Considerado o filme mais assustador já feito, “O Exorcista” (1973) completou 50 anos. E está envelhecendo muito bem, principalmente pela sua atemporalidade. Embora baseado em um caso real estudado pelo laboratório de parapsicologia da Universidade Duke financiado pela CIA e Fundação Rockefeller (o oculto e a parapsicologia como ferramentas de espionagem na Guerra Fria), sua atemporalidade vem do horror metafísico que ele desperta: como Deus pode permitir uma legião de demônios soltos entre os homens e possuir o corpo de uma jovem inocente? Apesar de ter inspirado todos os clichês dos filmes de terror repetidos ad nauseam ao longo das décadas, suas cenas são assustadoras porque inspiram uma desconfiança gnóstica: será que Deus não nos ama? Além do filme ter um subtexto secreto: será que a mídia estaria criando a forma contemporânea de possessão demoníaca?
Em outubro a obra-prima do terror O Exorcista, de William Friedkin, completou 50 anos, sendo ainda considerado “o filme mais assustador já feito”.
O clássico vem envelhecendo muito bem. Principalmente porque ele ainda é considerando o melhor filme de terror não só porque é assustador, mas também é um filme trágico e dominado por um horror metafísico gnóstico – será que realmente esse mundo é de Deus? Ou ainda, será que Deus ama mesmo seus filhos?
Mas também cabe lembrar nesse aniversário uma conexão muito pouco lembrada envolvendo o filme, ou, mais precisamente, o livro no qual a produção fílmica foi baseada: o livro homônimo de William Peter Blatty, de 1971.
A conexão com o Laboratório de Estudos Parapsicológicos da Universidade de Duke, EUA, liderado pelo casal J.B. e Louisa Rhine, envolvendo telepatia, psicocinese, clarividência e pré-cognição. Estudos iniciados na década de 1930 e que, principalmente com o início da Guerra Fria, passou a ser apoiado pela CIA, Fundação Rockefeller e Inteligência militar – clique aqui.
Os principais estudos de casos foram episódios de poltergeist em New Jersey, quando os pesquisadores acabaram entrando em contato com o padre responsável pelo exorcismo de um jovem chamado Roland Doe, de Cottage City, Maryland, que na década de 1940 supostamente passou por uma posse demoníaca e o ritual de exorcismo muito parecidos com narrado em O Exorcista.
O livro de William Peter Blatty foi inspirado no relatório dos estudos da Universidade de Duke lido pelo autor.

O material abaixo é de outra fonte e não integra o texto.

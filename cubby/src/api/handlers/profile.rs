use axum::{
    Form,
    extract::{Query, State},
    response::{IntoResponse, Redirect, Response},
};
use minijinja::context;
use tracing::{debug, info, warn};

use crate::{
    AppState,
    api::models::users::{CurrentUser, MessageForm, UserQuery},
    errors::Error,
    templates,
};

use super::redirect_found;

/// Profile page with stored details and uploaded files
///
/// Loads the profile record and the user's file listing. A failed file
/// listing degrades to an empty list rather than failing the page.
#[utoipa::path(
    get,
    path = "/profile",
    tag = "profile",
    params(UserQuery),
    responses(
        (status = 200, description = "Profile page", content_type = "text/html"),
        (status = 307, description = "No user given or no stored profile; redirects to login"),
        (status = 401, description = "Not authenticated"),
    ),
    security(("cognito_token" = []))
)]
#[tracing::instrument(skip_all)]
pub async fn profile_page(
    State(state): State<AppState>,
    _current_user: CurrentUser,
    Query(query): Query<UserQuery>,
) -> Result<Response, Error> {
    let Some(user) = query.user.filter(|user| !user.is_empty()) else {
        return Ok(Redirect::temporary("/login").into_response());
    };

    let Some(profile) = state.profiles.get_profile(&user).await? else {
        return Ok(Redirect::temporary("/login").into_response());
    };

    let files = match state.storage.list_user_files(&user).await {
        Ok(files) => files,
        Err(e) => {
            warn!("Listing files for {user} failed: {e}");
            Vec::new()
        }
    };

    Ok(templates::render(
        "profile.html",
        context! {
            username => user,
            user => profile,
            files => files,
        },
    )?
    .into_response())
}

/// Demo message box
///
/// Logs the message and returns to the profile page; nothing is stored.
#[utoipa::path(
    post,
    path = "/send_message",
    tag = "profile",
    responses(
        (status = 302, description = "Message logged; redirects to the profile page"),
    )
)]
#[tracing::instrument(skip_all)]
pub async fn send_message(Form(form): Form<MessageForm>) -> Response {
    if let Some(message) = form.message.as_deref().filter(|message| !message.is_empty()) {
        debug!("Demo message from {}: {message}", form.user.as_deref().unwrap_or("anonymous"));
    }
    info!("Message sent! (This is just a demo)");
    redirect_found("/profile")
}
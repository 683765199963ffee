//! Startup fetch of the Cognito app client secret from Secrets Manager.

use aws_sdk_secretsmanager::Client;
use aws_sdk_secretsmanager::error::DisplayErrorContext;

use crate::errors::Error;

const CLIENT_SECRET_KEY: &str = "COGNITO_APP_CLIENT_SECRET";

/// Read the app client secret out of the named secret's JSON payload.
pub async fn fetch_client_secret(sdk_config: &aws_config::SdkConfig, secret_name: &str) -> Result<String, Error> {
    let client = Client::new(sdk_config);

    let response = client
        .get_secret_value()
        .secret_id(secret_name)
        .send()
        .await
        .map_err(|e| Error::Internal {
            operation: format!("fetch secret {secret_name}: {}", DisplayErrorContext(&e)),
        })?;

    let payload = response.secret_string().ok_or_else(|| Error::Internal {
        operation: format!("secret {secret_name} has no string payload"),
    })?;

    let value: serde_json::Value = serde_json::from_str(payload).map_err(|e| Error::Internal {
        operation: format!("parse secret {secret_name}: {e}"),
    })?;

    let secret = value
        .get(CLIENT_SECRET_KEY)
        .and_then(|v| v.as_str())
        .ok_or_else(|| Error::Internal {
            operation: format!("secret {secret_name} is missing the {CLIENT_SECRET_KEY} key"),
        })?;

    Ok(secret.to_string())
}
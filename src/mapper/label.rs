use crate::errors::AppError;
use crate::models::label::{CreateLabel, Label, LabelChanges, LabelResponse, NewLabel, UpdateLabel};

impl From<Label> for LabelResponse {
    fn from(l: Label) -> Self {
        Self {
            id: l.id,
            name: l.name,
            created_at: l.created_at,
        }
    }
}

pub fn to_new_label(input: CreateLabel) -> Result<NewLabel, AppError> {
    let name = input.name.ok_or_else(|| {
        AppError::invalid_field("name", "required", "The label name cannot be empty.")
    })?;
    Ok(NewLabel { name })
}

pub fn to_changes(input: UpdateLabel) -> Result<LabelChanges, AppError> {
    let name = input.name.into_required().ok_or_else(|| {
        AppError::invalid_field("name", "must_not_be_null", "The label name cannot be null.")
    })?;
    Ok(LabelChanges { name })
}

pub fn apply_changes(label: &mut Label, changes: LabelChanges) {
    if let Some(name) = changes.name {
        label.name = name;
    }
}
pub mod config;
pub mod db;
pub mod errors;
pub mod mapper;
pub mod middleware;
pub mod models;
pub mod routes;
pub mod services;
pub mod validation;

#[cfg(test)]
pub(crate) mod test_support;

use std::sync::Arc;

use crate::db::Store;
use crate::errors::AppError;
use crate::services::error_reporting::ErrorReporter;
use crate::services::verifier::TokenVerifier;

/// Shared application state passed to all Axum handlers.
#[derive(Debug, Clone)]
pub struct AppState {
    pub store: Arc<dyn Store>,
    pub config: config::AppConfig,
    pub verifier: TokenVerifier,
    pub reporter: ErrorReporter,
}

impl AppState {
    /// Wire the verifier and error reporter from configuration.
    pub fn new(store: Arc<dyn Store>, config: config::AppConfig) -> Result<Self, AppError> {
        let verifier = TokenVerifier::new(
            config.jwt.clone(),
            config.oauth.clone(),
            config.auth_timeout,
            config.jwks_cache_ttl,
        )?;
        let reporter = ErrorReporter::from_config(&config.error_reporting)?;
        Ok(Self {
            store,
            config,
            verifier,
            reporter,
        })
    }
}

Mas se tanto o livro quanto o filme foram inspirados em relatórios de um departamento universitário financiado por interesses geopolíticos (durante a Guerra Fria a CIA sempre esteve fortemente interessada em pesquisas cujas descobertas poderiam transformar o parapsicológico e o oculto em armas de espionagem – clique aqui), o filme O Exorcista acabou se inserindo no específico zeitgeist do cinema americano dos anos 1970: o “cinema esquizo”.
Filmes como Perdidos na Noite, Easy Rider, Um Estranho no Ninho etc. começam a trazer um novo realismo misturado com desespero, cinismo e paranoia política, dando ao cinema americano uma maturidade crítica. Os próprios protagonistas desse período são retratados não mais como heróis convencionais, mas, agora, potencialmente psicopatas, esquizoides, alienados e revoltados.
Protagonistas instáveis, obsessivos e paranoicos indicam um processo de maturidade do diagnóstico da sociedade norte-americana: a origem de todo mal-estar da sociedade americana só pode ser encontrada na própria sociedade, nas suas próprias instituições constitutivas. Da desilusão e rebeldia sem causa da geração anterior de Marlon Brando e James Dean, a paranoia e psicopatia passam a ser respostas válidas e adequadas do herói dos novos tempos – Leia HORSLEY, Jason, The Secret Life of Cinema: Schizophrenic and Shamanic Journeys in American Cinema. London: McFarland, 2009.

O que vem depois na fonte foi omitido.